Yeah, as the other answer pointed out, gravity does have a coupling with negative dimension and it's the Newton constant (or equivalently the Planck mass to the $-2$)$\,{}^{\underline{2}}$ $$ 8 \pi G = M_P^{-2}\,. $$ But it's not all lost. As I tried to explain in the last paragraph, the problem of non renormalizability is actually an issue of high energies. The theory remains predictive at the energies we can reach in the collider. However, at energies larger than $M_P$ we have no clue.


$\;\;{}^{\underline{1}}$ The number of dimensions, i.e. $4$.

$\;\;{}^{\underline{2}}$ I'm using Natural units.


I think this is a misleading oversimplification.

Gluons carry color charge and couple to themselves, yet QCD is renormalizable.

Similarly, W bosons carry weak isospin and couple to themselves, yet electroweak theory is renormalizable.

In general, non-abelian gauge theories are renormalizable despite the fact that their force-carriers couple to each other.

The problem with gravity is that its coupling constant $G$ is not dimensionless (in units where $\hbar$ and $c$ are 1). Consequently, any perturbation expansion in $G$ will involve higher and higher powers of the Riemann curvature tensor. Rather than there being a finite number of possible “counterterms” during renormalization, as in renormalizable theories, there are an infinite number of them.

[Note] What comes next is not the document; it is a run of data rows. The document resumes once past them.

//! rtcompare 도메인 모델.
//!
//! 백엔드와 주고받는 데이터 구조체와 세션 상태 타입을 정의한다.
//! 와이어 포맷을 가진 모델은 `serde` Serialize/Deserialize를 구현한다.

pub mod metrics;
pub mod notification;
pub mod session;
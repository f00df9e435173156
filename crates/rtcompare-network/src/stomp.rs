//! STOMP 1.2 프레임 코덱.
//!
//! 푸시 채널은 WebSocket 텍스트 메시지 위에 STOMP 프레임을 싣는다.
//! 필요한 명령(CONNECT/SUBSCRIBE/DISCONNECT 송신, CONNECTED/MESSAGE/ERROR/RECEIPT 수신)만 다룬다.

use rtcompare_core::error::CoreError;

/// 프레임 종료 문자
const NULL: char = '\0';

/// STOMP 명령
#[derive(Debug, Clone, Copy, PartialEq, Eq)]
pub enum StompCommand {
    Connect,
    Connected,
    Subscribe,
    Unsubscribe,
    Disconnect,
    Message,
    Receipt,
    Error,
}

impl StompCommand {
    pub fn as_str(&self) -> &'static str {
        match self {
            StompCommand::Connect => "CONNECT",
            StompCommand::Connected => "CONNECTED",
            StompCommand::Subscribe => "SUBSCRIBE",
            StompCommand::Unsubscribe => "UNSUBSCRIBE",
            StompCommand::Disconnect => "DISCONNECT",
            StompCommand::Message => "MESSAGE",
            StompCommand::Receipt => "RECEIPT",
            StompCommand::Error => "ERROR",
        }
    }

    fn parse(line: &str) -> Option<Self> {
        match line {
            "CONNECT" | "STOMP" => Some(StompCommand::Connect),
            "CONNECTED" => Some(StompCommand::Connected),
            "SUBSCRIBE" => Some(StompCommand::Subscribe),
            "UNSUBSCRIBE" => Some(StompCommand::Unsubscribe),
            "DISCONNECT" => Some(StompCommand::Disconnect),
            "MESSAGE" => Some(StompCommand::Message),
            "RECEIPT" => Some(StompCommand::Receipt),
            "ERROR" => Some(StompCommand::Error),
            _ => None,
        }
    }

    /// CONNECT/CONNECTED 프레임은 헤더 이스케이프를 적용하지 않는다
    fn escapes_headers(&self) -> bool {
        !matches!(self, StompCommand::Connect | StompCommand::Connected)
    }
}

/// STOMP 프레임
#[derive(Debug, Clone, PartialEq, Eq)]
pub struct StompFrame {
    pub command: StompCommand,
    pub headers: Vec<(String, String)>,
    pub body: String,
}

impl StompFrame {
    pub fn new(command: StompCommand) -> Self {
        Self {
            command,
            headers: Vec::new(),
            body: String::new(),
        }
    }

    /// 헤더 추가 (빌더)
    pub fn header(mut self, key: &str, value: &str) -> Self {
        self.headers.push((key.to_string(), value.to_string()));
        self
    }

    /// 본문 설정 (빌더)
    pub fn body(mut self, body: impl Into<String>) -> Self {
        self.body = body.into();
        self
    }

    /// 헤더 조회: 중복 시 첫 값이 우선
    pub fn get_header(&self, key: &str) -> Option<&str> {
        self.headers
            .iter()
            .find(|(k, _)| k == key)
            .map(|(_, v)| v.as_str())
    }

    /// CONNECT 프레임
    pub fn connect(host: &str) -> Self {
        StompFrame::new(StompCommand::Connect)
            .header("accept-version", "1.2")
            .header("host", host)
            .header("heart-beat", "0,0")
    }

    /// SUBSCRIBE 프레임
    pub fn subscribe(id: &str, destination: &str) -> Self {
        StompFrame::new(StompCommand::Subscribe)
            .header("id", id)
            .header("destination", destination)
            .header("ack", "auto")
    }

    /// DISCONNECT 프레임
    pub fn disconnect() -> Self {
        StompFrame::new(StompCommand::Disconnect)
    }

    /// 와이어 포맷으로 인코딩
    pub fn encode(&self) -> String {
        let escape = self.command.escapes_headers();
        let mut out = String::with_capacity(64 + self.body.len());
        out.push_str(self.command.as_str());
        out.push('\n');
        for (key, value) in &self.headers {
            if escape {
                out.push_str(&escape_header(key));
                out.push(':');
                out.push_str(&escape_header(value));
            } else {
                out.push_str(key);
                out.push(':');
                out.push_str(value);
            }
            out.push('\n');
        }
        if !self.body.is_empty() {
            out.push_str(&format!("content-length:{}\n", self.body.len()));
        }
        out.push('\n');
        out.push_str(&self.body);
        out.push(NULL);
        out
    }
}

/// WebSocket 텍스트 메시지 하나를 프레임 목록으로 해석
///
/// 하트비트(빈 줄)만 있는 메시지는 빈 목록을 반환한다.
pub fn parse_frames(text: &str) -> Result<Vec<StompFrame>, CoreError> {
    let mut frames = Vec::new();
    for chunk in text.split(NULL) {
        let chunk = chunk.trim_start_matches(|c: char| c == '\r' || c == '\n');
        if chunk.is_empty() {
            continue;
        }
        frames.push(parse_frame(chunk)?);
    }
    Ok(frames)
}

fn parse_frame(chunk: &str) -> Result<StompFrame, CoreError> {
    let (head, body) = match chunk.find("\n\n") {
        Some(idx) => (&chunk[..idx], &chunk[idx + 2..]),
        None => match chunk.find("\r\n\r\n") {
            Some(idx) => (&chunk[..idx], &chunk[idx + 4..]),
            None => (chunk, ""),
        },
    };

    let mut lines = head.lines();
    let command_line = lines.next().unwrap_or_default().trim_end_matches('\r');
    let command = StompCommand::parse(command_line)
        .ok_or_else(|| CoreError::Protocol(format!("알 수 없는 STOMP 명령: {command_line}")))?;

    let unescape = command.escapes_headers();
    let mut headers = Vec::new();
    for line in lines {
        let line = line.trim_end_matches('\r');
        if line.is_empty() {
            continue;
        }
        let (key, value) = line
            .split_once(':')
            .ok_or_else(|| CoreError::Protocol(format!("잘못된 STOMP 헤더: {line}")))?;
        if unescape {
            headers.push((unescape_header(key)?, unescape_header(value)?));
        } else {
            headers.push((key.to_string(), value.to_string()));
        }
    }

    let mut frame = StompFrame {
        command,
        headers,
        body: body.to_string(),
    };

    if let Some(len) = frame
        .get_header("content-length")
        .and_then(|v| v.trim().parse::<usize>().ok())
    {
        if len <= frame.body.len() && frame.body.is_char_boundary(len) {
            frame.body.truncate(len);
        }
    }

    Ok(frame)
}

fn escape_header(raw: &str) -> String {
    let mut out = String::with_capacity(raw.len());
    for c in raw.chars() {
        match c {
            '\\' => out.push_str("\\\\"),
            '\n' => out.push_str("\\n"),
            '\r' => out.push_str("\\r"),
            ':' => out.push_str("\\c"),
            other => out.push(other),
        }
    }
    out
}

fn unescape_header(raw: &str) -> Result<String, CoreError> {
    let mut out = String::with_capacity(raw.len());
    let mut chars = raw.chars();
    while let Some(c) = chars.next() {
        if c != '\\' {
            out.push(c);
            continue;
        }
        match chars.next() {
            Some('\\') => out.push('\\'),
            Some('n') => out.push('\n'),
            Some('r') => out.push('\r'),
            Some('c') => out.push(':'),
            other => {
                return Err(CoreError::Protocol(format!(
                    "잘못된 STOMP 이스케이프: \\{}",
                    other.map(String::from).unwrap_or_default()
                )))
            }
        }
    }
    Ok(out)
}

#[cfg(test)]
mod tests {
    use super::*;

    #[test]
    fn encode_connect_frame() {
        let encoded = StompFrame::connect("localhost").encode();
        assert_eq!(
            encoded,
            "CONNECT\naccept-version:1.2\nhost:localhost\nheart-beat:0,0\n\n\0"
        );
    }

    #[test]
    fn encode_subscribe_frame() {
        let encoded = StompFrame::subscribe("sub-0", "/topic/notifications").encode();
        assert!(encoded.starts_with("SUBSCRIBE\n"));
        assert!(encoded.contains("destination:/topic/notifications\n"));
        assert!(encoded.ends_with("\n\n\0"));
    }

    #[test]
    fn parse_message_frame() {
        let text = "MESSAGE\ndestination:/topic/notifications\ncontent-type:application/json\nsubscription:sub-0\nmessage-id:abc-1\ncontent-length:17\n\n{\"id\":1,\"x\":\"y\"}\n\0";
        let frames = parse_frames(text).unwrap();
        assert_eq!(frames.len(), 1);
        let frame = &frames[0];
        assert_eq!(frame.command, StompCommand::Message);
        assert_eq!(frame.get_header("subscription"), Some("sub-0"));
        assert_eq!(frame.body, "{\"id\":1,\"x\":\"y\"}\n");
    }

    #[test]
    fn heartbeat_only_message_is_empty() {
        assert!(parse_frames("\n").unwrap().is_empty());
        assert!(parse_frames("\r\n\r\n").unwrap().is_empty());
    }

    #[test]
    fn connected_frame_keeps_raw_headers() {
        let frames = parse_frames("CONNECTED\nversion:1.2\nheart-beat:0,0\n\n\0").unwrap();
        assert_eq!(frames[0].command, StompCommand::Connected);
        assert_eq!(frames[0].get_header("version"), Some("1.2"));
    }

    #[test]
    fn header_escapes_decode() {
        let frames = parse_frames("ERROR\nmessage:bad\\cframe\\nline\n\nbody\0").unwrap();
        assert_eq!(frames[0].get_header("message"), Some("bad:frame\nline"));
        assert_eq!(frames[0].body, "body");
    }

    #[test]
    fn unknown_command_is_protocol_error() {
        let result = parse_frames("BOGUS\n\n\0");
        assert!(matches!(result, Err(CoreError::Protocol(_))));
    }

    #[test]
    fn multiple_frames_in_one_message() {
        let text = "RECEIPT\nreceipt-id:1\n\n\0\nMESSAGE\nsubscription:sub-0\n\nhello\0";
        let frames = parse_frames(text).unwrap();
        assert_eq!(frames.len(), 2);
        assert_eq!(frames[1].body, "hello");
    }
}
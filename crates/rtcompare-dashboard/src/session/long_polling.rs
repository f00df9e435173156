//! 롱 폴링 세션.
//!
//! 한 번에 요청 하나만 보내는 명시적 루프. 응답을 받으면 짧게 쉬고(기본 50ms)
//! 다시 요청하며, 실패하면 더 길게 쉰 뒤(기본 1000ms) 재시도한다.
//!
//! 중지/재시작이 빠르게 반복돼도 요청이 겹치지 않도록, 요청 슬롯을
//! 세션 수명 동안 공유하는 `Mutex`로 잡는다.

use async_trait::async_trait;
use parking_lot::Mutex;
use rtcompare_core::config::LongPollingConfig;
use rtcompare_core::error::CoreError;
use rtcompare_core::models::metrics::Technique;
use rtcompare_core::models::session::SessionState;
use rtcompare_core::ports::dashboard_api::DashboardApi;
use std::sync::Arc;
use tokio::sync::watch;
use tokio::task::JoinHandle;
use tokio::time::Instant;
use tracing::{debug, info, warn};
use uuid::Uuid;

use super::{RunGate, RunTicket, Signal, TechniqueSession};
use crate::state::DashboardState;

/// 루프 태스크가 공유하는 부분
struct Shared {
    api: Arc<dyn DashboardApi>,
    dashboard: Arc<DashboardState>,
    config: LongPollingConfig,
    state: Signal<SessionState>,
    /// 진행 중 요청 슬롯
    in_flight: tokio::sync::Mutex<()>,
}

/// 롱 폴링 세션
pub struct LongPollingSession {
    shared: Arc<Shared>,
    gate: RunGate,
    task: Mutex<Option<JoinHandle<()>>>,
}

impl LongPollingSession {
    pub fn new(
        api: Arc<dyn DashboardApi>,
        dashboard: Arc<DashboardState>,
        config: LongPollingConfig,
    ) -> Self {
        Self {
            shared: Arc::new(Shared {
                api,
                dashboard,
                config,
                state: Signal::new(SessionState::Inactive),
                in_flight: tokio::sync::Mutex::new(()),
            }),
            gate: RunGate::new(),
            task: Mutex::new(None),
        }
    }

    /// 롱 폴링 시작 (`Inactive → Waiting`)
    pub fn start(&self) -> Result<(), CoreError> {
        // 상태 전이와 게이트 열기를 `stop()`과 직렬화
        let mut task = self.task.lock();
        if !self.shared.state.try_begin(SessionState::Waiting) {
            return Err(CoreError::InvalidConfig(
                "롱 폴링이 이미 실행 중".to_string(),
            ));
        }

        let ticket = self.gate.open();
        // 이전 루프는 중단하지 않는다. 진행 중 요청이 끝나면 스스로 종료한다.
        task.replace(tokio::spawn(Self::run(self.shared.clone(), ticket)));
        drop(task);

        info!("롱 폴링 시작");
        Ok(())
    }

    /// 롱 폴링 중지 (멱등)
    pub fn stop(&self) {
        let mut task = self.task.lock();
        let was_open = self.gate.close();
        task.take();
        self.shared.state.set(SessionState::Inactive);
        drop(task);
        if was_open {
            info!("롱 폴링 중지");
        }
    }

    pub fn state(&self) -> SessionState {
        self.shared.state.get()
    }

    async fn run(shared: Arc<Shared>, mut ticket: RunTicket) {
        loop {
            // 이전 세대의 요청이 아직 진행 중이면 끝날 때까지 대기
            let slot = tokio::select! {
                slot = shared.in_flight.lock() => slot,
                _ = ticket.closed() => break,
            };

            if ticket
                .commit(|| shared.state.set(SessionState::Active))
                .is_none()
            {
                break;
            }

            let client_id = format!("client-{}", Uuid::new_v4());
            let started = Instant::now();
            let result = shared.api.fetch_long_polling(&client_id).await;
            drop(slot);

            let delay = match result {
                Ok(notifications) => {
                    let latency = started.elapsed();
                    let count = notifications.len();
                    let recorded = ticket.commit(|| {
                        shared
                            .dashboard
                            .record_cycle(Technique::LongPolling, notifications, latency);
                        shared.state.set(SessionState::Waiting);
                    });
                    if recorded.is_none() {
                        debug!("중지 후 도착한 롱 폴링 응답 폐기");
                        break;
                    }
                    debug!(
                        "롱 폴링 응답: 알림 {count}건, {}ms ({client_id})",
                        latency.as_millis()
                    );
                    shared.config.rearm_delay()
                }
                Err(e) => {
                    let recovered = ticket.commit(|| {
                        shared.state.set(SessionState::Error);
                        shared.state.set(SessionState::Waiting);
                    });
                    if recovered.is_none() {
                        debug!("중지 후 도착한 롱 폴링 실패 무시: {e}");
                        break;
                    }
                    warn!(
                        "롱 폴링 요청 실패, {}ms 후 재시도: {e}",
                        shared.config.failure_backoff_ms
                    );
                    shared.config.failure_backoff()
                }
            };

            if !ticket.sleep(delay).await {
                break;
            }
        }
        debug!("롱 폴링 루프 종료");
    }
}

#[async_trait]
impl TechniqueSession for LongPollingSession {
    fn technique(&self) -> Technique {
        Technique::LongPolling
    }

    fn state(&self) -> SessionState {
        self.shared.state.get()
    }

    fn subscribe_state(&self) -> watch::Receiver<SessionState> {
        self.shared.state.subscribe()
    }

    async fn activate(&self) -> Result<(), CoreError> {
        self.start()
    }

    async fn deactivate(&self) {
        self.stop();
    }
}

impl Drop for LongPollingSession {
    fn drop(&mut self) {
        self.gate.close();
    }
}
//! 알림 로그.
//!
//! 세 기법이 관찰한 알림을 최신순으로 보관하는 고정 용량 로그 (메모리 전용).
//! 용량을 넘으면 가장 오래된 항목부터 밀려난다.

use rtcompare_core::models::notification::LoggedNotification;
use std::collections::VecDeque;

/// 기본 보관 용량
pub const DEFAULT_CAPACITY: usize = 20;

/// 최신순 알림 로그
#[derive(Debug, Clone)]
pub struct NotificationLog {
    /// 앞쪽이 최신
    entries: VecDeque<LoggedNotification>,
    capacity: usize,
}

impl NotificationLog {
    /// 새 로그 생성 (용량 최소 1)
    pub fn new(capacity: usize) -> Self {
        let capacity = capacity.max(1);
        Self {
            entries: VecDeque::with_capacity(capacity),
            capacity,
        }
    }

    /// 항목 추가: 가득 찼으면 가장 오래된 항목을 제거하고 반환
    pub fn push(&mut self, entry: LoggedNotification) -> Option<LoggedNotification> {
        self.entries.push_front(entry);
        if self.entries.len() > self.capacity {
            self.entries.pop_back()
        } else {
            None
        }
    }

    /// 최신순 순회
    pub fn iter(&self) -> impl Iterator<Item = &LoggedNotification> {
        self.entries.iter()
    }

    /// 가장 최근 항목
    pub fn latest(&self) -> Option<&LoggedNotification> {
        self.entries.front()
    }

    /// 최신순 복제본
    pub fn to_vec(&self) -> Vec<LoggedNotification> {
        self.entries.iter().cloned().collect()
    }

    pub fn len(&self) -> usize {
        self.entries.len()
    }

    pub fn is_empty(&self) -> bool {
        self.entries.is_empty()
    }

    pub fn capacity(&self) -> usize {
        self.capacity
    }

    /// 로그 비우기
    pub fn clear(&mut self) {
        self.entries.clear();
    }
}

impl Default for NotificationLog {
    fn default() -> Self {
        Self::new(DEFAULT_CAPACITY)
    }
}
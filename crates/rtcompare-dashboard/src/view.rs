//! 표시 계층에 넘기는 읽기 전용 뷰.
//!
//! 차트 시리즈는 항상 short, long, push 순서를 따른다.

use rtcompare_core::models::metrics::{Technique, TechniqueMetrics};
use rtcompare_core::models::notification::LoggedNotification;
use rtcompare_core::models::session::{ConnectionStatus, SessionState};
use serde::Serialize;

/// 기법 1개의 표시 정보
#[derive(Debug, Clone, PartialEq, Serialize)]
pub struct TechniqueView {
    pub technique: Technique,
    pub label: &'static str,
    pub state: SessionState,
    pub metrics: TechniqueMetrics,
}

/// 막대 차트용 시리즈
#[derive(Debug, Clone, Default, PartialEq, Serialize)]
pub struct ChartSeries {
    pub labels: Vec<&'static str>,
    pub requests: Vec<u64>,
    pub latency_ms: Vec<f64>,
}

impl ChartSeries {
    pub fn from_techniques(techniques: &[TechniqueView]) -> Self {
        let mut series = ChartSeries::default();
        for view in techniques {
            series.labels.push(view.label);
            series.requests.push(view.metrics.request_count);
            series.latency_ms.push(view.metrics.average_latency_ms);
        }
        series
    }
}

/// 대시보드 전체 스냅샷
#[derive(Debug, Clone, Serialize)]
pub struct DashboardView {
    /// short, long, push 순서
    pub techniques: Vec<TechniqueView>,
    pub push_status: ConnectionStatus,
    /// 최신순
    pub notifications: Vec<LoggedNotification>,
    pub display_counter: u64,
    pub waiting_clients: Option<u32>,
    pub chart: ChartSeries,
}

impl DashboardView {
    pub fn technique(&self, technique: Technique) -> Option<&TechniqueView> {
        self.techniques.iter().find(|v| v.technique == technique)
    }

    /// 모든 세션이 비활성이고 메트릭이 0인지
    pub fn is_idle_and_zero(&self) -> bool {
        self.techniques
            .iter()
            .all(|v| v.state == SessionState::Inactive && v.metrics.is_zero())
    }

    /// 한 줄 요약 (로그용)
    pub fn summary_line(&self) -> String {
        let parts: Vec<String> = self
            .techniques
            .iter()
            .map(|v| {
                format!(
                    "{}[{}] 요청 {} / 알림 {} / {:.1}ms",
                    v.label,
                    v.state,
                    v.metrics.request_count,
                    v.metrics.notification_count,
                    v.metrics.average_latency_ms
                )
            })
            .collect();
        let waiting = self
            .waiting_clients
            .map(|n| n.to_string())
            .unwrap_or_else(|| "-".to_string());
        format!(
            "{} | 푸시 연결 {} | 대기 클라이언트 {} | 알림 {}건",
            parts.join(", "),
            self.push_status,
            waiting,
            self.display_counter
        )
    }
}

I feel like MannyC's excellent answer deserves a brief postscript. Ultimately the reason that the gravitational coupling has negative mass dimension is a consequence of the fact that the high-energy spectrum of GR contains black holes. A good explanation of this can be found here. So yes, technically GR does not yield a renormalizable QFT because it requires an infinite number of counterterms. But this is just a symptom of the black holes in the theory.